The output is the lines below from the one with "let acceleration = -UP_AXIS" through the one with "bodies ignore it.", both included, printed exactly and with no other line.

## Data listing
*** Block opens ***
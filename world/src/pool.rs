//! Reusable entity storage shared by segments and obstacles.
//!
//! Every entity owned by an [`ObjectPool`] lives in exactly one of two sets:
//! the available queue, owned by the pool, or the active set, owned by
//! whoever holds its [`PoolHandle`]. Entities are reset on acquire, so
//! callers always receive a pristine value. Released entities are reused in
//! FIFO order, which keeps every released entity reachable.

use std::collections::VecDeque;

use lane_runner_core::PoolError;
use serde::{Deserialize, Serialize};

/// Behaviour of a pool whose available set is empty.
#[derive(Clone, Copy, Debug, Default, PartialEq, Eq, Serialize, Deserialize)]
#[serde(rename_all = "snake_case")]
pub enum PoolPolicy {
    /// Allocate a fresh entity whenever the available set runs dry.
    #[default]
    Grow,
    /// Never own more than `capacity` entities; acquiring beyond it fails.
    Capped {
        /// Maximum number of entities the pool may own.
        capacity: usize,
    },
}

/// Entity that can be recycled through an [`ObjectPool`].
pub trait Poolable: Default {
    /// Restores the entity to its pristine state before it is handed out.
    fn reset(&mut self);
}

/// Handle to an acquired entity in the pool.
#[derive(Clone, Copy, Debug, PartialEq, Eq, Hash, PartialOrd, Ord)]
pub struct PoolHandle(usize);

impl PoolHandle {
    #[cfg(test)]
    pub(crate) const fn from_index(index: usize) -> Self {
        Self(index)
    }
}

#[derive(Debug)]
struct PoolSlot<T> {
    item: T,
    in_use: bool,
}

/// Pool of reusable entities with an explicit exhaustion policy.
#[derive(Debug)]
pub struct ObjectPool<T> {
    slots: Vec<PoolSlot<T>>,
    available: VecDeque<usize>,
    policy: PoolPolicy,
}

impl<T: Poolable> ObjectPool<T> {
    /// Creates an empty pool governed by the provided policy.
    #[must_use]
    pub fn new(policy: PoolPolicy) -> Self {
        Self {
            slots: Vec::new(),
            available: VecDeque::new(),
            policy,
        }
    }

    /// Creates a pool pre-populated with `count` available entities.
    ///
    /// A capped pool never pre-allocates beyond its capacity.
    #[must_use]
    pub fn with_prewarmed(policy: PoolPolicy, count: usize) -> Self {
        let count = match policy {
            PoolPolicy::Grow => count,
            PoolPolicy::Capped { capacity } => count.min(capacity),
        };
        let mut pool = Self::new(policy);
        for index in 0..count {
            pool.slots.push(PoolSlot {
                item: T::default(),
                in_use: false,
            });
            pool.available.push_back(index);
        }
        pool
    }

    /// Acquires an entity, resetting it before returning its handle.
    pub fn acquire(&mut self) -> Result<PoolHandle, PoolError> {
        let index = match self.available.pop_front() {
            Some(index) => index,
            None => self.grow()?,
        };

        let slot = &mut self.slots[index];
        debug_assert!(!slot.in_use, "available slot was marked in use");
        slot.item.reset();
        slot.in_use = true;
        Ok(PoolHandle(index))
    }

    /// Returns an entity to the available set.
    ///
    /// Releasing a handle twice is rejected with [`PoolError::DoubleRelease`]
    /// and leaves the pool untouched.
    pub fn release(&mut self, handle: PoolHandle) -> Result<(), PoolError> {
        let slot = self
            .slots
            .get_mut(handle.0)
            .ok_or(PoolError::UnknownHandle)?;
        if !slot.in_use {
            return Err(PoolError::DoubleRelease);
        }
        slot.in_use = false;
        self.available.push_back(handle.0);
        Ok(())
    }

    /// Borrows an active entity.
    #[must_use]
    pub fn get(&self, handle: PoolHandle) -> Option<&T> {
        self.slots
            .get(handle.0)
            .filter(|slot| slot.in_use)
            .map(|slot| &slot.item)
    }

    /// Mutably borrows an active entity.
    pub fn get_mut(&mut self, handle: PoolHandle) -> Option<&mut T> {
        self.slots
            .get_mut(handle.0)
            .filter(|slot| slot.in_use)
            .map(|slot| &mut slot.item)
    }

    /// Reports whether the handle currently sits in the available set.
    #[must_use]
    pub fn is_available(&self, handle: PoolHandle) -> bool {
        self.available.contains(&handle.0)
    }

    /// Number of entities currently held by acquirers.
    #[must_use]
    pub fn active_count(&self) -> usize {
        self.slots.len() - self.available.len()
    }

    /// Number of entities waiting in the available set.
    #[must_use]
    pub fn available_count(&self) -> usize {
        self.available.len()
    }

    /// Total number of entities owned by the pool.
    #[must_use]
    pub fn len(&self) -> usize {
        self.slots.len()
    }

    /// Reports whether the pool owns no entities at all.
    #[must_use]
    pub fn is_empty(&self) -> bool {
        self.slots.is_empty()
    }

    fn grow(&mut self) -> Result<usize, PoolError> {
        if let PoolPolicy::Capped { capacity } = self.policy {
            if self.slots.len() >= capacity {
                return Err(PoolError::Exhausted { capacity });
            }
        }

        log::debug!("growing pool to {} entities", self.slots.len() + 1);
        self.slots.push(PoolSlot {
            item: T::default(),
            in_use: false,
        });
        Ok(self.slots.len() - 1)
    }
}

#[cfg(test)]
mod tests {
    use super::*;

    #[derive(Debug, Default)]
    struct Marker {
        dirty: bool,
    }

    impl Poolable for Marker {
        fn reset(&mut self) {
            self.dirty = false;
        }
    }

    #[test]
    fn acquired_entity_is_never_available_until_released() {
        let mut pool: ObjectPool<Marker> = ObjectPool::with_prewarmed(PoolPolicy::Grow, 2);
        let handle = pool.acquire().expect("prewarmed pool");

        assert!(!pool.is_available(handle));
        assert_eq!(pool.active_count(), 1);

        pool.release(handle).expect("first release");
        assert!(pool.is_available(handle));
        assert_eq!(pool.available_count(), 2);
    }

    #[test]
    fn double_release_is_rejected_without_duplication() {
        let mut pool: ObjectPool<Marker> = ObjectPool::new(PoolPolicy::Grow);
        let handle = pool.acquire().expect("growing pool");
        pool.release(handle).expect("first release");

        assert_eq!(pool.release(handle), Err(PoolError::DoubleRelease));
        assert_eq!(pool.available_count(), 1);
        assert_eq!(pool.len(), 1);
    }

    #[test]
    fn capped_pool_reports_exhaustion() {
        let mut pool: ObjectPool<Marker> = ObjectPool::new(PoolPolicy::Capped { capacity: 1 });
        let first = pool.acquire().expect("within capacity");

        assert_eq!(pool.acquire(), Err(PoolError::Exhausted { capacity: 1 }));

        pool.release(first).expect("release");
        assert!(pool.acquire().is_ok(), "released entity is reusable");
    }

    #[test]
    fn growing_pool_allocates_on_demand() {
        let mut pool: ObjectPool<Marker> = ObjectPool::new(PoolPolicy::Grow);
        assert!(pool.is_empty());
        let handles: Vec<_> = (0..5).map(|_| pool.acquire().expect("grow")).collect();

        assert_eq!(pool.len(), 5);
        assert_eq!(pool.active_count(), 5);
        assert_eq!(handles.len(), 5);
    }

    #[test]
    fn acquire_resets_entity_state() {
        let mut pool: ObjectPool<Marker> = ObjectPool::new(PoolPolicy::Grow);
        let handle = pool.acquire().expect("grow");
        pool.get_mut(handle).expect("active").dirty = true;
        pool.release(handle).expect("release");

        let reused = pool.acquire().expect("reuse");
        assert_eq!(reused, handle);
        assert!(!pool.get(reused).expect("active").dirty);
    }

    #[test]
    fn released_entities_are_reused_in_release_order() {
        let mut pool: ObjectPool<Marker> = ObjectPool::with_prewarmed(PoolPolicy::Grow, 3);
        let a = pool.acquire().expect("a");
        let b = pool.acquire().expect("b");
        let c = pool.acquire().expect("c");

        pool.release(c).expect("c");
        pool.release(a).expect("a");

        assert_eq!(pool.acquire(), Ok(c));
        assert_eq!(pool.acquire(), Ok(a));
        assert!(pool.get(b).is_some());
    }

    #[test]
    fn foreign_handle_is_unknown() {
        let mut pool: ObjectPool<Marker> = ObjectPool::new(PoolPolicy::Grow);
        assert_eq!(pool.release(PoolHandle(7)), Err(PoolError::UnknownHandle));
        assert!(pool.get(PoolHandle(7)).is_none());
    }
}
*** Block closes ***
*** Block opens ***
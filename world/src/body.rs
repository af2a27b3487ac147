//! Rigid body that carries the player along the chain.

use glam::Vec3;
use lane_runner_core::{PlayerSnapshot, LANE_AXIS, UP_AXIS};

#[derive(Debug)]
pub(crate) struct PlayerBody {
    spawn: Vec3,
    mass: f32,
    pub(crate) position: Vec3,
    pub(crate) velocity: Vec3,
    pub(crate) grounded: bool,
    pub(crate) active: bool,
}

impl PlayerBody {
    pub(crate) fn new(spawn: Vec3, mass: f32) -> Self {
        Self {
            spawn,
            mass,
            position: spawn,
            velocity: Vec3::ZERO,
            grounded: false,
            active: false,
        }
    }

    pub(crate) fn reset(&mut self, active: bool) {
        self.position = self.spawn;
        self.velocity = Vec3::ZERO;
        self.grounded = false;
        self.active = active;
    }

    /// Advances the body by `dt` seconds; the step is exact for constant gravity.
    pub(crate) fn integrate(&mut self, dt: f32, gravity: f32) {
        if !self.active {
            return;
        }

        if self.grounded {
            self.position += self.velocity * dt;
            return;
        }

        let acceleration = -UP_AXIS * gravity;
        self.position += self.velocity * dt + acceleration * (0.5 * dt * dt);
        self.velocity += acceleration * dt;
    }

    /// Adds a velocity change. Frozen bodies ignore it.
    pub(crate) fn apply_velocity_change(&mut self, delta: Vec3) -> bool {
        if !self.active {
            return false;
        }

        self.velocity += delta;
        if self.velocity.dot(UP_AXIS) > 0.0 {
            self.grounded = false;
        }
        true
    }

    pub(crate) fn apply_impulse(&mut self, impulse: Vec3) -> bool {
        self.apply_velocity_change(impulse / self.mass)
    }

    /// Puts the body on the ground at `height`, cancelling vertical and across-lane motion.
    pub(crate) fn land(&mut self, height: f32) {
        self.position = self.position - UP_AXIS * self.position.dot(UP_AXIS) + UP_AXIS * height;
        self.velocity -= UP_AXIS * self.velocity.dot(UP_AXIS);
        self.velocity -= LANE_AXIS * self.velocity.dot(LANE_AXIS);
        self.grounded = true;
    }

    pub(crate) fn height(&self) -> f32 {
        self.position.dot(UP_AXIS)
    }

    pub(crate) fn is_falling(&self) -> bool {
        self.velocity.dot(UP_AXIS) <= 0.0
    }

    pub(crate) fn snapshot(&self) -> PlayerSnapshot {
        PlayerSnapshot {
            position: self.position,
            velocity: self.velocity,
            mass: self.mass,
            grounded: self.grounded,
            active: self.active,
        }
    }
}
*** Block closes ***
## Answer to the exercise
        let acceleration = -UP_AXIS * gravity;
        self.position += self.velocity * dt + acceleration * (0.5 * dt * dt);
        self.velocity += acceleration * dt;
    }

    /// Adds a velocity change. Frozen bodies ignore it.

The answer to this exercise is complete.